The little freshman promised. By that time the “plowed field” was ready–an obliging friend had stayed at home from the frolic to give it an early start–and they ate the creamy brown squares of candy with a marshmallow stuffed into each, and praised the cook and her wares until a bell rang and everybody jumped up and began saying good-bye at once except Betty, who had to be enlightened by the campus girls as to the dire meaning of the twenty-minutes-to-ten bell.

“Don’t you keep the ten o’clock rule?” asked the fluffy-haired freshman curiously.

“Oh, yes,” said Betty. “Why, we couldn’t come to college if we didn’t, could we?” And she wondered why some of the girls laughed.

“I’ve had a beautiful time,” she said, when Miss King, who had come part way home with her, explained that she must turn back. “I hope that when I’m a junior I can do half as much for some little freshman as you have for me.”

“That’s a nice way to put it, Miss Wales,” said Dorothy. “But don’t wait till you’re a junior to begin.”

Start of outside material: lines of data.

/// Size class of a prop. Selects the grab capture radius; fixtures are static
/// and never grabbable.
#[derive(Debug, Clone, Copy, PartialEq, Eq)]
pub enum PropClass {
    Instrument,
    Device,
    Fixture,
}

/// One question/answer pair shown by the info panel.
#[derive(Debug, Clone, Copy)]
pub struct QaPair {
    pub question: &'static str,
    pub answer: &'static str,
}

/// Physics parameters of a prop's wrapper body.
#[derive(Debug, Clone, Copy)]
pub struct PropPhysicsDef {
    pub mass: f32,
    pub restitution: f32,
    pub friction: f32,
}

/// Immutable catalog entry for one prop.
#[derive(Debug, Clone, Copy)]
pub struct PropDefinition {
    pub id: &'static str,
    pub asset: &'static str,
    pub title: &'static str,
    pub description: &'static str,
    pub class: PropClass,
    /// World position of the wrapper at spawn.
    pub position: Vec3,
    /// Authored wrapper rotation, degrees (XYZ order, as in the art tables).
    pub rotation_deg: Vec3,
    /// Visual-only scale of the imported model.
    pub scale: Vec3,
    /// Local offset of the visual under the wrapper, compensating for the
    /// imported asset's pivot.
    pub visual_offset: Vec3,
    /// Wrapper collider half extents.
    pub half_extents: Vec3,
    /// Physics parameters; `None` marks a static fixture.
    pub physics: Option<PropPhysicsDef>,
    /// Alternate visual attached to the hand while held (stethoscope
    /// chestpiece swap). The full model is hidden for the duration.
    pub held_swap_asset: Option<&'static str>,
    pub qa: &'static [QaPair],
}

impl PropDefinition {
    pub fn rotation(&self) -> Quat {
        Quat::from_euler(
            EulerRot::XYZ,
            self.rotation_deg.x.to_radians(),
            self.rotation_deg.y.to_radians(),
            self.rotation_deg.z.to_radians(),
        )
    }

    pub fn is_grabbable(&self) -> bool {
        self.physics.is_some() && self.class != PropClass::Fixture
    }
}

/// Look up a definition by id within a catalog slice.
pub fn find(catalog: &'static [PropDefinition], id: &str) -> Option<&'static PropDefinition> {
    catalog.iter().find(|def| def.id == id)
}

const STANDARD_PHYSICS: PropPhysicsDef = PropPhysicsDef {
    mass: 1.0,
    restitution: 0.4,
    friction: 0.6,
};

As Betty ran home, she reflected that she had not seen Helen dancing that evening. “Oh, Helen,” she called, as she dashed into the room, “wasn’t it fun? How many minutes before our light goes out? Do you know how to dance?”

Helen hesitated. “I–well–I know how, but I can’t do it in a crowd. It’s ten minutes of ten.”

“Teach you before the sophomore reception,” said Betty laconically, throwing a slipper into the closet with one hand and pulling out hairpins with the other. “What a pity that to-morrow’s Sunday. We shall have to wait a whole day to begin.”